** Information given follows **

//! Declarative field mapping from parsed messages into flat typed records.

pub mod config;
pub mod engine;
pub mod expression;
pub mod functions;
pub mod path;
pub mod rules;
pub mod value;

pub use config::{
    ConditionOperator, CustomMappingRule, FieldMapping, FieldMappingConfiguration, MappingCondition, RuleType,
    ValidationKind, ValidationRule,
};
pub use engine::{TransformOutcome, TransformationEngine};
pub use path::{FieldPath, SourceField, VirtualField};
pub use rules::{Clock, FixedClock, SystemClock, TransformContext};
pub use value::{FromRecord, MappedRecord, MappedValue, PatientDemographics};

** End of Information given **

• **Task brief**
Copy out whichever lines of the listing contain the word "engine".

• **Answer to this task**
pub mod engine;
pub use engine::{TransformOutcome, TransformationEngine};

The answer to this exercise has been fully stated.